27 марта 1959 года. Дочитал книгу Дёница. Наверное, не стоит читать воспоминания человека, с которым прожил бок о бок десять лет, чьи чувства и мысли знаешь до мельчайших подробностей.
14 апреля 1959 года. Около двух лет назад по предложению Катхилла я занялся благоустройством нашего сада, постепенно превращая его в парк. Я устроил замысловатые ступенчатые террасы, засеял газоны, посадил форзиции, лаванду, гортензии и розы. А еще — двадцать пять кустов сирени, которые сам вырастил. Вдоль дорожек я разбил клумбы с ирисами, 2,5 метра шириной и 50 метров длиной. Сегодня привезли саженцы сосны, березы и липы. С таким богатым растительным материалом я могу приступить к созданию ландшафтного парка.
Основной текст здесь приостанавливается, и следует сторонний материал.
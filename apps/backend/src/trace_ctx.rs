//! Task-local trace context for web requests.
//!
//! `RequestTrace` scopes every request future with its trace id so that error
//! rendering and log events can pick it up without threading it through
//! handler signatures. Store and repo code should not depend on this module.

use std::cell::RefCell;

use tokio::task_local;

task_local! {
    static TRACE_ID: RefCell<Option<String>>;
}

/// Trace id of the current task, or "unknown" outside a request scope.
pub fn trace_id() -> String {
    TRACE_ID
        .try_with(|cell| {
            cell.borrow()
                .as_ref()
                .cloned()
                .unwrap_or_else(|| "unknown".to_string())
        })
        .unwrap_or_else(|_| "unknown".to_string())
}

/// Run `future` with `trace_id` installed as the task-local trace id.
pub async fn with_trace_id<F, R>(trace_id: String, future: F) -> R
where
    F: std::future::Future<Output = R>,
{
    TRACE_ID.scope(RefCell::new(Some(trace_id)), future).await
}
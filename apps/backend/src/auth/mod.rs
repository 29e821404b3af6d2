pub mod authorize;
pub mod claims;
pub mod cookie;
pub mod jwt;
Никто не мешает. За последние несколько недель я сделал много набросков, пытаясь представить свой парк в окончательном виде. Но я знаю, что ни один садовый архитектор никогда не видел свой замысел, воплощенный в природе. Деревья, кустарники, цветы и трава слишком долго растут. Но я хочу увидеть хотя бы начало композиции, над которой я работаю целыми днями с такой страстью. Поэтому я должен надеяться, что пробуду здесь достаточно долго и смогу увидеть, как природа осуществляет мои планы; но в то же время именно этого я и боюсь. Шпандау приобрела собственный смысл. Много лет назад мне приходилось составлять планы своего выживания здесь. Теперь в этом нет необходимости. Сад полностью завладел моими мыслями.